Books can grow dusty on our shelves while still having their hooks in us because of emotional ties to our pasts.   Miss Manner's Guide to Excruciatingly Correct Behavior weighs down a portion of my own library for this very reason; ain't nobody gonna pry this book from its place in my permanent collection.

And books can be tributes to something we love.  My husband's recent sorting dilemma fell in this area.  The works of C.S. Lewis altered the course of his life, and they continue to have a profound influence on the way he approaches the world.  For that reason, we own at least one copy of every book Lewis has written, most of them with copious hand-written notes that my husband took while reading and re-reading these books.  We also own books that other people wrote about C.S. Lewis. 
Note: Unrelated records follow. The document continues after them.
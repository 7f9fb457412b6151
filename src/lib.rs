//! Spinal alignment analysis for real-time body pose landmarks.
//!
//! This library turns the per-frame output of a 2D pose-estimation model into
//! a posture assessment and a visual overlay:
//! - spine control points interpolated from nose, shoulder and hip landmarks
//! - lateral deviation from the vertical frame centre, classified into
//!   severity bands
//! - a status and human-readable feedback for the presentation layer
//! - a layered overlay (centre guide, skeleton, colour-coded spine curve)
//!   drawn through a backend-neutral [`render::Surface`]
//!
//! Camera capture and pose inference are not part of this crate. Landmarks
//! arrive through a [`frame_source::FrameSource`], one frame at a time.
//!
//! # Examples
//!
//! ## Analysing a Single Frame
//!
//! ```
//! use spine_alignment::{
//!     landmarks::{index, NormalizedJoint},
//!     pipeline::PostureAnalyzer,
//!     render::RecordingSurface,
//! };
//!
//! # fn main() -> Result<(), Box<dyn std::error::Error>> {
//! let mut joints = vec![NormalizedJoint::new(0.5, 0.5); 33];
//! joints[index::NOSE] = NormalizedJoint::new(0.5, 0.2);
//! joints[index::LEFT_SHOULDER] = NormalizedJoint::new(0.4, 0.35);
//! joints[index::RIGHT_SHOULDER] = NormalizedJoint::new(0.6, 0.35);
//! joints[index::LEFT_HIP] = NormalizedJoint::new(0.45, 0.7);
//! joints[index::RIGHT_HIP] = NormalizedJoint::new(0.55, 0.7);
//!
//! let mut analyzer = PostureAnalyzer::default();
//! let mut surface = RecordingSurface::new(640.0, 480.0);
//!
//! let report = analyzer.process_frame(Some(&joints), &mut surface)?;
//! println!("{}: {}", report.feedback.status, report.feedback.message);
//! # Ok(())
//! # }
//! ```
//!
//! ## Subscribing to Feedback
//!
//! ```
//! use spine_alignment::{feedback::LatestFeedback, pipeline::PostureAnalyzer, render::RecordingSurface};
//!
//! # fn main() -> Result<(), Box<dyn std::error::Error>> {
//! let mut analyzer = PostureAnalyzer::default();
//! let latest = LatestFeedback::new();
//! analyzer.subscribe(latest.clone());
//!
//! // No body in this frame
//! analyzer.process_frame(None, &mut RecordingSurface::new(640.0, 480.0))?;
//! assert_eq!(latest.snapshot().status.as_str(), "checking");
//! # Ok(())
//! # }
//! ```
//!
//! ## Replaying a Recording
//!
//! ```no_run
//! use spine_alignment::{
//!     app::SessionRunner, config::Config, frame_source::RecordedFrames, render::RecordingSurface,
//! };
//!
//! # fn main() -> Result<(), Box<dyn std::error::Error>> {
//! let config = Config::default();
//! let source = RecordedFrames::open("recordings/session.jsonl")?;
//! let mut runner = SessionRunner::from_config(source, &config);
//! let mut surface = RecordingSurface::new(640.0, 480.0);
//!
//! let summary = runner.run(&mut surface, |report| {
//!     println!("{}", report.feedback.message);
//! })?;
//! println!("{} frames", summary.frames);
//! # Ok(())
//! # }
//! ```

/// Landmark types, topology table and pixel projection
pub mod landmarks;

/// Spine control points interpolated from landmarks
pub mod spine;

/// Lateral deviation scoring and severity bands
pub mod alignment;

/// Status and feedback text synthesis
pub mod feedback;

/// Layered overlay rendering
pub mod render;

/// Per-frame orchestration
pub mod pipeline;

/// Landmark frame sources
pub mod frame_source;

/// Session driver
pub mod app;

/// Numeric helpers
pub mod utils;

/// Error types and result handling
pub mod error;

/// Constants used throughout the library
pub mod constants;

/// Configuration management
pub mod config;

/// Command line arguments and configuration overrides
pub mod cli;

pub use error::{Error, Result};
In the sorting decisions that my husband has been making, he's decided that we're keeping the former and releasing the latter.   It was good to read these secondary sources, but keeping them isn't as important.  He doesn't need to go back to the biographies and analyses over and over -- and even if he changed his mind about that, he could find these books again relatively easily.   Keeping the words of Lewis himself close at hand is like having a friend in the house you can turn to for advice and solace.  But the books about the guy, not so much.

As always, one of the main difficulties with getting rid of something that's in the house already is the notion of "loss aversion" -- the idea that we value things more when we own them than when we don't.  So we've started focusing on the aspect of what we'll gain when these books are gone.  It's not just extra space or an easier move.   The truth is, we both love love love reading books -- and it turns out that reading books we don't already own is fantastically enjoyable.  When we go to the library and look for one book, but come home with three (or seven, or whatever), we've opened up realms of new worlds. 

Increasingly, as we pay attention to what we actually do instead of what we think we'll do, we realize that we get a heck of a lot of joy from The Library, whereas we get combinations of obligation, guilt, and comfort from our library.   So we're working on preserving the comfort books, while packing up and giving away the rest.